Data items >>
☆ ☆ ☆ ☆

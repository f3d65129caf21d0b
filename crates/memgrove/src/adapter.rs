//! In-memory implementation of KeyValueStoreLike

use grove_runtime::{BatchLike, KeyValueStoreLike};
use log::debug;
use std::collections::HashMap;
use std::io::{Error, ErrorKind, Result};
use std::sync::{Arc, Mutex, MutexGuard};

/// Clones share the same map; use [`MemStoreAdapter::deep_copy`] for an
/// isolated copy
#[derive(Clone, Default)]
pub struct MemStoreAdapter {
    pub db: Arc<Mutex<HashMap<Vec<u8>, Vec<u8>>>>,
}

impl MemStoreAdapter {
    pub fn new() -> Self {
        Self::default()
    }

    pub fn with_data(data: HashMap<Vec<u8>, Vec<u8>>) -> Self {
        Self {
            db: Arc::new(Mutex::new(data)),
        }
    }

    fn lock(&self) -> Result<MutexGuard<'_, HashMap<Vec<u8>, Vec<u8>>>> {
        self.db
            .lock()
            .map_err(|_| Error::new(ErrorKind::Other, "memstore lock poisoned"))
    }

    /// Get a snapshot of all data
    pub fn get_all_data(&self) -> Result<HashMap<Vec<u8>, Vec<u8>>> {
        Ok(self.lock()?.clone())
    }

    pub fn clear(&mut self) -> Result<()> {
        self.lock()?.clear();
        Ok(())
    }

    /// Get the number of keys stored
    pub fn len(&self) -> usize {
        self.lock().map(|db| db.len()).unwrap_or(0)
    }

    pub fn is_empty(&self) -> bool {
        self.len() == 0
    }

    /// Create a deep copy with isolated data (useful for preview operations)
    pub fn deep_copy(&self) -> Result<Self> {
        Ok(Self::with_data(self.get_all_data()?))
    }
}

pub struct MemStoreBatch {
    operations: Vec<BatchOperation>,
}

#[derive(Clone)]
enum BatchOperation {
    Put(Vec<u8>, Vec<u8>),
    Delete(Vec<u8>),
}

impl MemStoreBatch {
    pub fn new() -> Self {
        <Self as BatchLike>::default()
    }

    pub fn len(&self) -> usize {
        self.operations.len()
    }

    pub fn is_empty(&self) -> bool {
        self.operations.is_empty()
    }
}

impl BatchLike for MemStoreBatch {
    fn put<K: AsRef<[u8]>, V: AsRef<[u8]>>(&mut self, key: K, value: V) {
        self.operations.push(BatchOperation::Put(
            key.as_ref().to_vec(),
            value.as_ref().to_vec(),
        ));
    }

    fn delete<K: AsRef<[u8]>>(&mut self, key: K) {
        self.operations
            .push(BatchOperation::Delete(key.as_ref().to_vec()));
    }

    fn default() -> Self {
        Self {
            operations: Vec::new(),
        }
    }
}

impl KeyValueStoreLike for MemStoreAdapter {
    type Batch = MemStoreBatch;
    type Error = Error;

    /// The whole batch is applied under one lock acquisition
    fn write(&mut self, batch: Self::Batch) -> Result<()> {
        let mut db = self.lock()?;
        let count = batch.operations.len();
        for operation in batch.operations {
            match operation {
                BatchOperation::Put(key, value) => {
                    db.insert(key, value);
                }
                BatchOperation::Delete(key) => {
                    db.remove(&key);
                }
            }
        }
        debug!("memstore applied batch of {} operations", count);
        Ok(())
    }

    fn get<K: AsRef<[u8]>>(&self, key: K) -> Result<Option<Vec<u8>>> {
        Ok(self.lock()?.get(key.as_ref()).cloned())
    }

    fn put<K, V>(&mut self, key: K, value: V) -> Result<()>
    where
        K: AsRef<[u8]>,
        V: AsRef<[u8]>,
    {
        self.lock()?
            .insert(key.as_ref().to_vec(), value.as_ref().to_vec());
        Ok(())
    }

    fn delete<K: AsRef<[u8]>>(&mut self, key: K) -> Result<()> {
        self.lock()?.remove(key.as_ref());
        Ok(())
    }

    fn scan_prefix<K: AsRef<[u8]>>(&self, prefix: K) -> Result<Vec<(Vec<u8>, Vec<u8>)>> {
        let db = self.lock()?;
        let prefix = prefix.as_ref();
        let mut results: Vec<(Vec<u8>, Vec<u8>)> = db
            .iter()
            .filter(|(key, _)| key.starts_with(prefix))
            .map(|(key, value)| (key.clone(), value.clone()))
            .collect();

        // Sort results by key for consistent ordering
        results.sort_by(|a, b| a.0.cmp(&b.0));
        Ok(results)
    }

    fn create_batch(&self) -> Self::Batch {
        <MemStoreBatch as BatchLike>::default()
    }
}

#[cfg(test)]
mod tests {
    use super::*;
    use grove_runtime::{Field, GroveConfig, Item, StoreTransaction};

    #[test]
    fn test_memstore_basic_operations() {
        let mut store = MemStoreAdapter::new();

        store.put(b"key1", b"value1").unwrap();
        assert_eq!(store.get(b"key1").unwrap(), Some(b"value1".to_vec()));

        store.delete(b"key1").unwrap();
        assert_eq!(store.get(b"key1").unwrap(), None);
    }

    #[test]
    fn test_memstore_batch_operations() {
        let mut store = MemStoreAdapter::new();
        store.put(b"gone", b"x").unwrap();
        let mut batch = MemStoreBatch::new();

        batch.put(b"key1", b"value1");
        batch.put(b"key2", b"value2");
        batch.delete(b"gone");
        assert_eq!(batch.len(), 3);

        store.write(batch).unwrap();

        assert_eq!(store.get(b"key1").unwrap(), Some(b"value1".to_vec()));
        assert_eq!(store.get(b"key2").unwrap(), Some(b"value2".to_vec()));
        assert_eq!(store.get(b"gone").unwrap(), None);
    }

    #[test]
    fn test_scan_prefix_is_sorted() {
        let mut store = MemStoreAdapter::new();
        for key in ["p:3", "p:1", "q:0", "p:2"] {
            store.put(key, b"v").unwrap();
        }
        let keys: Vec<Vec<u8>> = store
            .scan_prefix(b"p:")
            .unwrap()
            .into_iter()
            .map(|(k, _)| k)
            .collect();
        assert_eq!(keys, vec![b"p:1".to_vec(), b"p:2".to_vec(), b"p:3".to_vec()]);
    }

    #[test]
    fn test_deep_copy_is_isolated() {
        let mut store = MemStoreAdapter::new();
        store.put(b"a", b"1").unwrap();
        let shared = store.clone();
        let mut isolated = store.deep_copy().unwrap();

        isolated.put(b"b", b"2").unwrap();
        store.put(b"c", b"3").unwrap();

        assert_eq!(isolated.get(b"c").unwrap(), None);
        assert_eq!(store.get(b"b").unwrap(), None);
        assert_eq!(shared.get(b"c").unwrap(), Some(b"3".to_vec()));
    }

    #[test]
    fn test_lists_through_transaction() {
        let mut store = MemStoreAdapter::new();
        let mut tx = StoreTransaction::new();
        tx.push_to_list(&store, b"list", b"first").unwrap();
        tx.push_to_list(&store, b"list", b"second").unwrap();
        tx.commit(&mut store).unwrap();

        let mut tx = StoreTransaction::new();
        tx.batch_push(&store, vec![(b"list".to_vec(), b"third".to_vec())])
            .unwrap();
        tx.commit(&mut store).unwrap();

        let items = grove_runtime::get_list(&store, b"list").unwrap();
        assert_eq!(
            items,
            vec![b"first".to_vec(), b"second".to_vec(), b"third".to_vec()]
        );
    }

    #[test]
    fn test_grove_over_memstore() {
        let _ = env_logger::builder().is_test(true).try_init();
        let mut grove = crate::open_mem_grove(GroveConfig {
            utxo_tree_depth: 8,
            utxo_subtree_size: 4,
            ..Default::default()
        })
        .unwrap();
        let leaves: Vec<Item> = (1..=6u64).map(|v| Item::new(Field::from_u64(v))).collect();
        grove.append_outputs(&leaves).unwrap();

        let proof = grove.output_merkle_proof(&Field::from_u64(5)).unwrap();
        assert_eq!(proof.index, Field::from_u64(4));
        assert!(proof.verify(grove.hasher(grove_runtime::TreeKind::Utxo)));
        assert!(!grove.store().is_empty());
    }

    #[test]
    fn test_halt_marker_is_shared_with_reopened_grove() {
        let config = GroveConfig {
            utxo_tree_depth: 4,
            utxo_subtree_size: 2,
            ..Default::default()
        };
        let mut grove = crate::open_mem_grove(config.clone()).unwrap();
        grove.append_outputs(&[Item::new(Field::from_u64(3)), Item::new(Field::from_u64(4))]).unwrap();

        // damage every cached node of the first output tree behind the grove's back
        let mut shared = grove.store().clone();
        for (key, _) in shared.scan_prefix(b"grove:node:utxo:0:").unwrap() {
            shared.put(key, Field::from_u64(999).to_be_bytes()).unwrap();
        }
        assert!(grove.output_merkle_proof(&Field::from_u64(3)).is_err());

        let mut reopened = grove_runtime::Grove::new(shared.clone(), config).unwrap();
        reopened.init().unwrap();
        let tree = grove_runtime::TreeId::new(grove_runtime::TreeKind::Utxo, 0);
        assert!(reopened.is_halted(&tree));
        assert!(matches!(
            reopened.append_outputs(&[Item::new(Field::from_u64(5))]),
            Err(grove_runtime::GroveError::WritesHalted { .. })
        ));
    }
}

☆ ☆ ☆ ☆

WORK TO BE COMPLETED >> Produce only the lines from the line containing "fn lock(&self) ->" through the line containing "pub fn deep_copy(&self)", inclusive of both, exactly as they stand in the entries above.

RESPONSE TO THIS TASK >>
    fn lock(&self) -> Result<MutexGuard<'_, HashMap<Vec<u8>, Vec<u8>>>> {
        self.db
            .lock()
            .map_err(|_| Error::new(ErrorKind::Other, "memstore lock poisoned"))
    }

    /// Get a snapshot of all data
    pub fn get_all_data(&self) -> Result<HashMap<Vec<u8>, Vec<u8>>> {
        Ok(self.lock()?.clone())
    }

    pub fn clear(&mut self) -> Result<()> {
        self.lock()?.clear();
        Ok(())
    }

    /// Get the number of keys stored
    pub fn len(&self) -> usize {
        self.lock().map(|db| db.len()).unwrap_or(0)
    }

    pub fn is_empty(&self) -> bool {
        self.len() == 0
    }

    /// Create a deep copy with isolated data (useful for preview operations)
    pub fn deep_copy(&self) -> Result<Self> {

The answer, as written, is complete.